Remembrance, may also have components of sensory and motor imageries, which need to be evoked and recreated. This involves activation of various primary and secondary association areas in the given sensory modalities, and that of primary motor cortex and other related motor cortical areas [41-50]. However, one may remember only those experiences, which have some emotional significance to the individual. The events are remembered as long as the associated emotions are important to the individual. Emotions being a subjective state of the individual accompanied by physiological and bodily responses, and may occur within the same cognitive context. Its repeat occurrence may be as real as the original emotional response in the individual. Emotional significance is therefore of crucial importance for one to be able to remember personal episodes. Remembrance of a certain experience can occur if it can be triggered by an external stimulus.

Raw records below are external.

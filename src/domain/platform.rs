//! Per-platform copy and URL rules.
//!
//! Every lookup is keyed by the lower-cased platform name the session was
//! opened with. Platforms missing from a table fall back to a generic
//! template, except URL validation, where a missing allow-list means the
//! platform is unsupported.

use crate::error::ValidationError;

struct PlatformProfile {
    key: &'static str,
    url_example: Option<&'static str>,
    url_examples: &'static str,
    domains: &'static [&'static str],
}

const PROFILES: &[PlatformProfile] = &[
    PlatformProfile {
        key: "instagram",
        url_example: Some("https://instagram.com/username"),
        url_examples: "https://instagram.com/username or https://www.instagram.com/username",
        domains: &["instagram.com", "www.instagram.com", "ig.com", "www.ig.com"],
    },
    PlatformProfile {
        key: "tiktok",
        url_example: Some("https://tiktok.com/@username"),
        url_examples: "https://tiktok.com/@username or https://www.tiktok.com/@username",
        domains: &["tiktok.com", "www.tiktok.com", "vm.tiktok.com", "m.tiktok.com"],
    },
    PlatformProfile {
        key: "twitter",
        url_example: Some("https://twitter.com/username"),
        url_examples: "https://twitter.com/username or https://x.com/username",
        domains: &[
            "twitter.com",
            "www.twitter.com",
            "x.com",
            "www.x.com",
            "mobile.twitter.com",
        ],
    },
    PlatformProfile {
        key: "youtube",
        url_example: Some("https://youtube.com/@channelname"),
        url_examples: "https://youtube.com/@channel or https://youtu.be/channelid",
        domains: &[
            "youtube.com",
            "www.youtube.com",
            "youtu.be",
            "www.youtu.be",
            "m.youtube.com",
        ],
    },
    PlatformProfile {
        key: "snapchat",
        // allow-listed, but prompts with the generic example
        url_example: None,
        url_examples: "https://snapchat.com/add/username or https://t.snapchat.com/username",
        domains: &["snapchat.com", "www.snapchat.com", "t.snapchat.com"],
    },
];

/// Greeting copy per (platform, service).
const GREETINGS: &[(&str, &str, &str)] = &[
    ("instagram", "followers", "Hey buddy! Ready to boost your Instagram presence? How many followers would you like to add to your account?"),
    ("instagram", "likes", "Hey buddy! Let's get your Instagram posts trending! How many likes do you need?"),
    ("instagram", "comments", "Hey buddy! Want to spark engagement on your Instagram? How many comments would you like?"),
    ("instagram", "views", "Hey buddy! Time to increase your Instagram reach! How many views do you want?"),
    ("tiktok", "followers", "Hey buddy! Ready to go viral on TikTok? How many followers should we add?"),
    ("tiktok", "likes", "Hey buddy! Let's make your TikTok blow up! How many likes do you need?"),
    ("tiktok", "comments", "Hey buddy! Want your TikTok to get buzzing? How many comments would you like?"),
    ("tiktok", "views", "Hey buddy! Time to boost your TikTok views! How many views do you want?"),
    ("twitter", "followers", "Hey buddy! Ready to grow your Twitter influence? How many followers do you need?"),
    ("twitter", "likes", "Hey buddy! Let's get your tweets noticed! How many likes would you like?"),
    ("twitter", "comments", "Hey buddy! Want more engagement on Twitter? How many comments do you need?"),
    ("twitter", "views", "Hey buddy! Time to expand your Twitter reach! How many views do you want?"),
    ("youtube", "followers", "Hey buddy! Ready to build your YouTube channel? How many subscribers do you need?"),
    ("youtube", "likes", "Hey buddy! Let's boost your YouTube videos! How many likes would you like?"),
    ("youtube", "comments", "Hey buddy! Want more interaction on YouTube? How many comments do you need?"),
    ("youtube", "views", "Hey buddy! Time to increase your YouTube views! How many views do you want?"),
];

fn profile(platform: &str) -> Option<&'static PlatformProfile> {
    let key = platform.to_lowercase();
    PROFILES.iter().find(|p| p.key == key)
}

fn generic_url(platform: &str) -> String {
    format!("https://{}.com/username", platform.to_lowercase())
}

/// Opening line of a conversation.
pub fn greeting(platform: &str, service: &str) -> String {
    let platform_key = platform.to_lowercase();
    let service_key = service.to_lowercase();
    GREETINGS
        .iter()
        .find(|(p, s, _)| *p == platform_key && *s == service_key)
        .map(|(_, _, text)| (*text).to_string())
        .unwrap_or_else(|| {
            format!("Hey buddy! How many {service_key} do you want for your {platform} account?")
        })
}

/// Single example URL shown when asking for the profile link.
pub fn url_example(platform: &str) -> String {
    profile(platform)
        .and_then(|p| p.url_example)
        .map(str::to_string)
        .unwrap_or_else(|| generic_url(platform))
}

/// Example URLs listed after a rejected link.
pub fn url_examples(platform: &str) -> String {
    profile(platform)
        .map(|p| p.url_examples.to_string())
        .unwrap_or_else(|| generic_url(platform))
}

/// Checks a pasted link against the platform's domain allow-list.
pub fn validate_url(platform: &str, text: &str) -> Result<(), ValidationError> {
    let domains = profile(platform)
        .map(|p| p.domains)
        .ok_or_else(|| ValidationError::UnsupportedPlatform(platform.to_string()))?;

    let cleaned = text.trim().to_lowercase();
    let has_domain = domains.iter().any(|d| cleaned.contains(d));
    // Implied by `has_domain`; kept so the acceptance rule stays two-part.
    let looks_like_url = cleaned.contains("http")
        || cleaned.contains("www.")
        || domains.iter().any(|d| cleaned.contains(d));

    if has_domain && looks_like_url {
        Ok(())
    } else {
        Err(ValidationError::InvalidUrl(platform.to_string()))
    }
}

Only that stimulus which has a relationship known to the individual with the original experience can trigger its remembrance.

BEOS tests conducted in several hundreds of subjects in the past decade and their verifications in forensic investigations have greatly supported the veracity of the changes looked for in the analysis of the electrophysiological data, while the subjects are cued by verbal probes. The fact these changes are found only by cueing remembrance without any need for a subject to respond to the probe, has enhanced their valuable application and the value of the findings. In the early studies, no attempt was made to further investigate if one or two probes elected significant remembrance labelled ‘Experiential Knowledge’ [EK]. However, today presence of even one or two probes producing EK responses have supported the need for reformulation of the probes and retesting of a suspect. Two or three different episodic possibilities are now routinely tested and the final findings emerge to support one of those possibilities. The units of information thereby collected help in the reinvestigation of a case, which foster a final solution for the investigation and acquisition of evidences, which can be used by the investigating agency. The issue of using BEOS findings as evidence in a court is hardly considered, though social approval for this may gradually emerge. Its present application is only the use the findings as aid for further investigation by the investigating team.

The present application of BEOS indeed reflects the forensic use of the procedure. The medical application of the procedure is noncontroversial and it may present valuable evidence of the remembrance status of the brain of an individual. The test cannot indeed be used in a forensic context with subjects who are drug or alcohol dependent, or patients who have dementia or other mental disorders in progress. Our early research [51] using some of the components of BEOS profiling in a hundred of alcohol dependent patients in the mid 1998s, has already supported the absence of some of the EEG changes over a period of two years indicating important neurocognitive deficits indicating early signs of presence of dementia. The present attempt is to develop a medical use of the same application.